Staying mobile to deal with contractions can be very important in helping women to cope with labour pain, discussing with your carers how they can help you to achieve this before your accept induction might be a good idea. Some hospitals have “telemetry” monitoring which does not attach you to long leads. Look at the other “self help” options in the straightforward labour pages and discuss with your carers how many of these are feasible or available to you.
Many hospitals will still be happy for you to use a water pool if you go into labour after induction using just the prostaglandin tablets, some won’t. As they control the use of the pool it is hard to negotiate on this one once in induced labour but is worth finding out about before you give any consent to induction.
Faced with the prospect of induction many women look for natural alternatives.
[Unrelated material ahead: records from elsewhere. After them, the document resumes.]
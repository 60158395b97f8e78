//! Sticky-session bindings.

use std::collections::HashMap;
use std::time::{Duration, Instant};
use tracing::debug;

/// A binding of a caller supplied session key to a server.
#[derive(Debug, Clone, PartialEq, Eq)]
pub struct Session {
    pub session_id: String,
    pub server_id: String,
    pub created_at: Instant,
    pub last_used_at: Instant,
}

impl Session {
    pub(crate) fn is_expired(&self, now: Instant, timeout: Duration) -> bool {
        now.saturating_duration_since(self.last_used_at) > timeout
    }
}

/// Session table. Lives inside the registry state, so it is always accessed
/// under the registry lock.
///
/// Expired bindings are dropped when looked up, and binding sweeps the whole
/// table at most once per timeout period.
#[derive(Debug)]
pub(crate) struct SessionTable {
    sessions: HashMap<String, Session>,
    timeout: Duration,
    last_sweep: Instant,
}

impl SessionTable {
    pub(crate) fn new(timeout: Duration) -> Self {
        Self {
            sessions: HashMap::new(),
            timeout,
            last_sweep: Instant::now(),
        }
    }

    /// Server bound to `session_id`, if the binding has not expired.
    /// Expired bindings are dropped on the way.
    pub(crate) fn lookup(&mut self, session_id: &str, now: Instant) -> Option<&str> {
        let expired = self
            .sessions
            .get(session_id)
            .map(|s| s.is_expired(now, self.timeout))?;
        if expired {
            self.sessions.remove(session_id);
            return None;
        }
        self.sessions.get(session_id).map(|s| s.server_id.as_str())
    }

    pub(crate) fn touch(&mut self, session_id: &str, now: Instant) {
        if let Some(session) = self.sessions.get_mut(session_id) {
            session.last_used_at = now;
        }
    }

    /// Bind (or rebind) a session to a server.
    pub(crate) fn bind(&mut self, session_id: &str, server_id: &str, now: Instant) {
        if now.saturating_duration_since(self.last_sweep) >= self.timeout {
            self.sweep(now);
        }
        self.sessions.insert(
            session_id.to_string(),
            Session {
                session_id: session_id.to_string(),
                server_id: server_id.to_string(),
                created_at: now,
                last_used_at: now,
            },
        );
    }

    fn sweep(&mut self, now: Instant) {
        let timeout = self.timeout;
        let before = self.sessions.len();
        self.sessions.retain(|_, s| !s.is_expired(now, timeout));
        self.last_sweep = now;

        let dropped = before - self.sessions.len();
        if dropped > 0 {
            debug!(dropped, remaining = self.sessions.len(), "swept expired sessions");
        }
    }

    pub(crate) fn remove(&mut self, session_id: &str) {
        self.sessions.remove(session_id);
    }

    /// Drop every binding to `server_id`. Returns how many were dropped.
    pub(crate) fn remove_server(&mut self, server_id: &str) -> usize {
        let before = self.sessions.len();
        self.sessions.retain(|_, s| s.server_id != server_id);
        before - self.sessions.len()
    }

    /// Bindings that have not expired at `now`.
    pub(crate) fn active(&self, now: Instant) -> usize {
        self.sessions
            .values()
            .filter(|s| !s.is_expired(now, self.timeout))
            .count()
    }

    pub(crate) fn get(&self, session_id: &str) -> Option<&Session> {
        self.sessions.get(session_id)
    }

    pub(crate) fn timeout(&self) -> Duration {
        self.timeout
    }

    pub(crate) fn clear(&mut self) {
        self.sessions.clear();
    }
}
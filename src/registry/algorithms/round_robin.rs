//! Round-robin selection.

use super::{Candidate, SelectionStrategy};
use std::sync::atomic::{AtomicUsize, Ordering};

/// Round-robin selection.
///
/// One shared, monotonically increasing index taken modulo the size of the
/// healthy set.
pub struct RoundRobin {
    counter: AtomicUsize,
}

impl RoundRobin {
    pub fn new() -> Self {
        Self {
            counter: AtomicUsize::new(0),
        }
    }
}

impl Default for RoundRobin {
    fn default() -> Self {
        Self::new()
    }
}

impl SelectionStrategy for RoundRobin {
    fn select(&self, candidates: &[Candidate]) -> Option<usize> {
        if candidates.is_empty() {
            return None;
        }

        Some(self.counter.fetch_add(1, Ordering::Relaxed) % candidates.len())
    }
}
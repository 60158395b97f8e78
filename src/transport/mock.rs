//! In-memory transport for unit tests.

use super::{CallStream, Connection, Connector, Metadata, Status};
use async_trait::async_trait;
use bytes::Bytes;
use dashmap::DashMap;
use parking_lot::Mutex;
use std::collections::VecDeque;
use std::sync::Arc;
use std::sync::atomic::{AtomicBool, AtomicUsize, Ordering};
use std::time::Duration;

/// A connection with switchable readiness and scripted call results.
///
/// Calls pop results off the script and echo the request once it is empty.
#[derive(Default)]
pub(crate) struct MockConnection {
    ready: AtomicBool,
    script: Mutex<VecDeque<Result<Bytes, Status>>>,
    always: Mutex<Option<Status>>,
    delay: Mutex<Duration>,
    ready_delay: Mutex<Duration>,
    readiness_checks: AtomicUsize,
    calls: AtomicUsize,
    streams: AtomicUsize,
    closed: AtomicUsize,
}

impl MockConnection {
    pub(crate) fn new(ready: bool) -> Arc<Self> {
        let conn = Self::default();
        conn.ready.store(ready, Ordering::SeqCst);
        Arc::new(conn)
    }

    pub(crate) fn set_ready(&self, ready: bool) {
        self.ready.store(ready, Ordering::SeqCst);
    }

    /// Queue the result of the next call.
    pub(crate) fn push(&self, result: Result<Bytes, Status>) {
        self.script.lock().push_back(result);
    }

    /// Fail every unscripted call with `status`.
    pub(crate) fn fail_always(&self, status: Status) {
        *self.always.lock() = Some(status);
    }

    pub(crate) fn set_delay(&self, delay: Duration) {
        *self.delay.lock() = delay;
    }

    /// Slow down readiness checks by `delay`.
    pub(crate) fn set_ready_delay(&self, delay: Duration) {
        *self.ready_delay.lock() = delay;
    }

    pub(crate) fn readiness_checks(&self) -> usize {
        self.readiness_checks.load(Ordering::SeqCst)
    }

    pub(crate) fn calls(&self) -> usize {
        self.calls.load(Ordering::SeqCst)
    }

    pub(crate) fn streams(&self) -> usize {
        self.streams.load(Ordering::SeqCst)
    }

    pub(crate) fn closed(&self) -> usize {
        self.closed.load(Ordering::SeqCst)
    }

    fn next(&self, request: Bytes) -> Result<Bytes, Status> {
        if let Some(result) = self.script.lock().pop_front() {
            return result;
        }
        match self.always.lock().clone() {
            Some(status) => Err(status),
            None => Ok(request),
        }
    }
}

#[async_trait]
impl Connection for MockConnection {
    async fn is_ready(&self) -> Result<bool, Status> {
        self.readiness_checks.fetch_add(1, Ordering::SeqCst);
        let delay = *self.ready_delay.lock();
        if !delay.is_zero() {
            tokio::time::sleep(delay).await;
        }
        Ok(self.ready.load(Ordering::SeqCst))
    }

    async fn close(&self) {
        self.closed.fetch_add(1, Ordering::SeqCst);
    }

    async fn invoke(&self, _method: &str, request: Bytes) -> Result<Bytes, Status> {
        self.calls.fetch_add(1, Ordering::SeqCst);
        let delay = *self.delay.lock();
        if !delay.is_zero() {
            tokio::time::sleep(delay).await;
        }
        self.next(request)
    }

    async fn open_stream(&self, _method: &str) -> Result<Box<dyn CallStream>, Status> {
        self.streams.fetch_add(1, Ordering::SeqCst);
        self.next(Bytes::new())?;
        Ok(Box::new(EchoStream::default()))
    }
}

/// Echoes every sent message back after the send side is closed.
#[derive(Default)]
pub(crate) struct EchoStream {
    pending: VecDeque<Bytes>,
    half_closed: bool,
}

#[async_trait]
impl CallStream for EchoStream {
    async fn header(&mut self) -> Result<Metadata, Status> {
        Ok(Metadata::from([("server".to_string(), "mock".to_string())]))
    }

    fn trailer(&self) -> Metadata {
        Metadata::new()
    }

    async fn send(&mut self, message: Bytes) -> Result<(), Status> {
        if self.half_closed {
            return Err(Status::internal("send after close_send"));
        }
        self.pending.push_back(message);
        Ok(())
    }

    async fn close_send(&mut self) -> Result<(), Status> {
        self.half_closed = true;
        Ok(())
    }

    async fn recv(&mut self) -> Result<Option<Bytes>, Status> {
        Ok(self.pending.pop_front())
    }
}

/// Hands out [`MockConnection`]s keyed by `address:port`, creating ready
/// ones on demand.
#[derive(Default)]
pub(crate) struct MockConnector {
    connections: DashMap<String, Arc<MockConnection>>,
}

impl MockConnector {
    pub(crate) fn new() -> Arc<Self> {
        Arc::new(Self::default())
    }

    /// The connection for `address:port`, created ready if absent.
    pub(crate) fn connection(&self, address: &str, port: u16) -> Arc<MockConnection> {
        Arc::clone(
            self.connections
                .entry(format!("{address}:{port}"))
                .or_insert_with(|| MockConnection::new(true))
                .value(),
        )
    }
}

#[async_trait]
impl Connector for MockConnector {
    async fn connect(&self, address: &str, port: u16) -> Result<Arc<dyn Connection>, Status> {
        let conn: Arc<dyn Connection> = self.connection(address, port);
        Ok(conn)
    }
}
//! Passive failure reporting.
//!
//! Calls that fail at the connection level (unavailable, deadline exceeded)
//! trigger an out-of-band forced probe of the server. The probe result, not
//! the failed call, decides the server's health.

use crate::registry::ServerRegistry;
use dashmap::DashSet;
use std::sync::Arc;
use tracing::debug;

/// Turns connection-level call failures into forced health probes.
#[derive(Clone)]
pub struct FailureReporter {
    registry: Arc<ServerRegistry>,
    /// Servers with a forced probe already in flight.
    pending: Arc<DashSet<String>>,
}

impl FailureReporter {
    pub fn new(registry: Arc<ServerRegistry>) -> Self {
        Self {
            registry,
            pending: Arc::new(DashSet::new()),
        }
    }

    /// Record a connection-level failure on `server_id`.
    ///
    /// Spawns at most one forced probe per server at a time and returns
    /// immediately. Returns false if a probe was already pending.
    pub fn connection_failed(&self, server_id: &str) -> bool {
        if !self.pending.insert(server_id.to_string()) {
            debug!(server_id = %server_id, "forced probe already pending");
            return false;
        }

        let registry = Arc::clone(&self.registry);
        let pending = Arc::clone(&self.pending);
        let id = server_id.to_string();
        tokio::spawn(async move {
            match registry.force_health_check(&id).await {
                Ok(status) => debug!(server_id = %id, %status, "probe after connection failure"),
                Err(e) => debug!(server_id = %id, error = %e, "probe after connection failure skipped"),
            }
            pending.remove(&id);
        });
        true
    }

    /// Number of forced probes currently in flight.
    pub fn pending(&self) -> usize {
        self.pending.len()
    }
}
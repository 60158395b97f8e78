//! Streaming call handle.

use crate::client::ConnectionGuard;
use crate::transport::{CallStream, Metadata, Status};
use bytes::Bytes;

/// A stream opened through [`LoadBalancedClient::new_stream`](crate::client::LoadBalancedClient::new_stream).
///
/// The chosen server's in-flight counter is released exactly once: on the
/// first [`close_send`](Self::close_send), or when the handle is dropped if
/// the send side was never closed.
pub struct BalancedStream {
    server_id: String,
    inner: Box<dyn CallStream>,
    guard: Option<ConnectionGuard>,
}

impl BalancedStream {
    pub(crate) fn new(guard: ConnectionGuard, inner: Box<dyn CallStream>) -> Self {
        Self {
            server_id: guard.server_id().to_string(),
            inner,
            guard: Some(guard),
        }
    }

    /// Id of the server carrying this stream.
    pub fn server_id(&self) -> &str {
        &self.server_id
    }

    pub async fn header(&mut self) -> Result<Metadata, Status> {
        self.inner.header().await
    }

    pub fn trailer(&self) -> Metadata {
        self.inner.trailer()
    }

    pub async fn send(&mut self, message: Bytes) -> Result<(), Status> {
        self.inner.send(message).await
    }

    /// Half-close the stream and release the server's in-flight slot.
    ///
    /// The slot is released even if the transport reports an error.
    pub async fn close_send(&mut self) -> Result<(), Status> {
        let result = self.inner.close_send().await;
        self.guard.take();
        result
    }

    pub async fn recv(&mut self) -> Result<Option<Bytes>, Status> {
        self.inner.recv().await
    }

    /// Whether the in-flight slot has been given back.
    pub fn is_released(&self) -> bool {
        self.guard.is_none()
    }
}

impl std::fmt::Debug for BalancedStream {
    fn fmt(&self, f: &mut std::fmt::Formatter<'_>) -> std::fmt::Result {
        f.debug_struct("BalancedStream")
            .field("server_id", &self.server_id)
            .field("released", &self.is_released())
            .finish_non_exhaustive()
    }
}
There is a school of thought that says that if your body or baby isn’t ready anyway then you risk starting something that may be a stop/start or very slow labour – a baby lying back to back who is induced by any means can produce a very hard, slow, backache labour. It might be worth thinking about why your baby is overdue or if you are even overdue at all and just watching and waiting?
Get the baby in a good position – see the article “Bottoms Up” on optimal foetal positioning. Posterior (back to back) babies are well known for going overdue and for being more difficult to birth so sorting out the position is probably a very good idea before considering any type of induction. Many osteopaths and chiropractors believe that persistant posterior babies may be caused by a pelvis that is misaligned and this could be corrected safely even in late pregnancy
If you are genuinely overdue and feel you have to do something there is not a lot of evidence that any of the much touted “natural” induction methods work but sometimes women feel better for doing something and some of them can be quite relaxing.
SEX – there that got your attention didn’t it? Male sperm contains prostaglandin which if you remember, is the stuff that is in the induction drug. So getting some via a more natural route, ie sex, might be a good idea and get labour going of its own accord. Orgasm and nipple stimulation make women produce oxytocin, often called the Love Hormone, it is the other main hormone involved in labour. The combination of the two might set labour off in a woman whose body is almost ready to labour anyway. There is no solid research to recommend it but you might have fun doing your own research.
Complementary Therapies: there is little evidence to base a recommendation on but don’t let that put you off, quite often it is just that the research is hard to do and there’s no money to be made from it. Many, many women swear by acupuncture, reflexology, homeopathy or aromatherapy. It is vital to only consult a qualified therapist who is registered with the appropriate governing body and experienced in working with pregnant women
See also Raspberry Leaf Tea article..
Curry: the theory behind this one is that if you have a hot enough curry to make your bowels gripe that this pulsating action will stimulate the cervix (the large intestine lies close to the cervix). Its a theory but you may not fancy having a dose of Delhi Belly and then having to summon up the energy to give birth.
Castor Oil: midwives used to use this before induction drugs were invented. Its similar to the curry idea , only more drastic because it can cause violent diarrhoea and vomiting in women and , in extreme cases, can lead to dehydration for the mum to be and distress in the baby.